Comme le dira plus tard Mankiewicz, ce devait être
fort difficile pour le sur-homme derrière Die Nibelungen et Metropolis de se
plier à de telles pacotilles. Il mène quand même le projet à terme, et le
résultat est un film saisissant, audacieux et bouillant d'actualité. Car
il faut bien l'avouer, pour une première réalisation en sol américain, Lang n'y
va pas de main morte. En s'attaquant de front à un problème de société alors en
pleine expansion, celui du lynchage et de la justice populaire, il fait preuve d'un culot presque effronté. À peine débarqué d'Europe, il
signe un film engagé au sujet controversé qui fera frémir les exécutifs de la
MGM. Mais de fil en aiguille, malgré quelques scènes coupées et idées
abandonnées, il arrive à présenter au peuple américain une oeuvre coup-de-poing
qui les frappe de plein fouet.
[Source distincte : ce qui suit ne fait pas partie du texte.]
fn load_local(
    frame: &Frame,
    slot: u16,
    ty: VarType,
) -> Result<AbstractValue, AnalysisErrorKind> {
    let found = match frame.locals.get(slot as usize) {
        Some(value) => value.clone(),
        None => return Err(AnalysisErrorKind::UndefinedLocal { slot }),
    };
    let matches = match ty {
        VarType::Int => found == VerificationType::Integer,
        VarType::Long => found == VerificationType::Long,
        VarType::Float => found == VerificationType::Float,
        VarType::Double => found == VerificationType::Double,
        VarType::Reference => found.is_reference(),
    };
    if matches {
        Ok(found)
    } else if found == VerificationType::Top {
        Err(AnalysisErrorKind::UndefinedLocal { slot })
    } else {
        Err(AnalysisErrorKind::WrongLocalType {
            slot,
            expected: var_type_name(ty),
            found,
        })
    }
}

fn store_local(
    frame: &mut Frame,
    slot: u16,
    value: AbstractValue,
) -> Result<(), AnalysisErrorKind> {
    let width = value.width();
    let slot = slot as usize;
    let last = slot + width - 1;
    if last >= u16::MAX as usize {
        return Err(AnalysisErrorKind::BadLocalSlot { slot: slot as u16 });
    }
    if frame.locals.len() <= last {
        frame.locals.resize(last + 1, VerificationType::Top);
    }
    // Overwriting the tail slot of a two-word value kills its head slot too
    if slot > 0 && frame.locals[slot - 1].width() == 2 {
        frame.locals[slot - 1] = VerificationType::Top;
    }
    frame.locals[slot] = value;
    if width == 2 {
        frame.locals[slot + 1] = VerificationType::Top;
    }
    Ok(())
}

/// Untyped stack shuffles, split by the width category of the entries they move
fn stack_op(frame: &mut Frame, op: StackOp) -> Result<(), AnalysisErrorKind> {
    match op {
        StackOp::Pop => {
            pop_one_word(frame)?;
        }
        StackOp::Pop2 => {
            let v1 = pop_any(frame)?;
            if v1.width() == 1 {
                pop_one_word(frame)?;
            }
        }
        StackOp::Dup => {
            let v1 = pop_one_word(frame)?;
            frame.stack.push(v1.clone());
            frame.stack.push(v1);
        }
        StackOp::DupX1 => {
            let v1 = pop_one_word(frame)?;
            let v2 = pop_one_word(frame)?;
            for value in [v1.clone(), v2, v1] {
                frame.stack.push(value);
            }
        }
        StackOp::DupX2 => {
            let v1 = pop_one_word(frame)?;
            let v2 = pop_any(frame)?;
            if v2.width() == 2 {
                for value in [v1.clone(), v2, v1] {
                    frame.stack.push(value);
                }
            } else {
                let v3 = pop_one_word(frame)?;
                for value in [v1.clone(), v3, v2, v1] {
                    frame.stack.push(value);
                }
            }
        }
        StackOp::Dup2 => {
            let v1 = pop_any(frame)?;
            if v1.width() == 2 {
                frame.stack.push(v1.clone());
                frame.stack.push(v1);
            } else {
                let v2 = pop_one_word(frame)?;
                for value in [v2.clone(), v1.clone(), v2, v1] {
                    frame.stack.push(value);
                }
            }
        }
        StackOp::Dup2X1 => {
            let v1 = pop_any(frame)?;
            if v1.width() == 2 {
                let v2 = pop_one_word(frame)?;
                for value in [v1.clone(), v2, v1] {
                    frame.stack.push(value);
                }
            } else {
                let v2 = pop_one_word(frame)?;
                let v3 = pop_one_word(frame)?;
                for value in [v2.clone(), v1.clone(), v3, v2, v1] {
                    frame.stack.push(value);
                }
            }
        }
        StackOp::Dup2X2 => {
            let v1 = pop_any(frame)?;
            if v1.width() == 2 {
                let v2 = pop_any(frame)?;
                if v2.width() == 2 {
                    for value in [v1.clone(), v2, v1] {
                        frame.stack.push(value);
                    }
                } else {
                    let v3 = pop_one_word(frame)?;
                    for value in [v1.clone(), v3, v2, v1] {
                        frame.stack.push(value);
                    }
                }
            } else {
                let v2 = pop_one_word(frame)?;
                let v3 = pop_any(frame)?;
                if v3.width() == 2 {
                    for value in [v2.clone(), v1.clone(), v3, v2, v1] {
                        frame.stack.push(value);
                    }
                } else {
                    let v4 = pop_one_word(frame)?;
                    for value in [v2.clone(), v1.clone(), v4, v3, v2, v1] {
                        frame.stack.push(value);
                    }
                }
            }
        }
        StackOp::Swap => {
            let v1 = pop_one_word(frame)?;
            let v2 = pop_one_word(frame)?;
            frame.stack.push(v1);
            frame.stack.push(v2);
        }
    }
    Ok(())
}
L'histoire est assez simple: Katherine Grant et
Joe Wilson projettent de se marier, mais doivent d'abord se séparer pendant un
an afin d'économiser chacun de leur côté.
L'année écoulée, alors
qu'il est en route pour rejoindre sa fiancée, Joe est arrêté par l'adjoint du
shérif local et emmené au poste pour subir un interrogatoire. On l'accuse
d'avoir participé à l'enlèvement d'une jeune fille du village, puis il est
retenu prisonnier. De rumeurs en ouïe-dires, la colère du peuple prend des
proportions démesurées: il décide que Joe ne sera pas protégé par une justice
trop clémente et qu'il doit payer pour son crime. Une foule immense et enragée
assaille le poste de police pour lui faire la peau. Incapables d'atteindre sa
cellule, les citoyens mettent feu à la bâtisse en laissant Joe pour mort.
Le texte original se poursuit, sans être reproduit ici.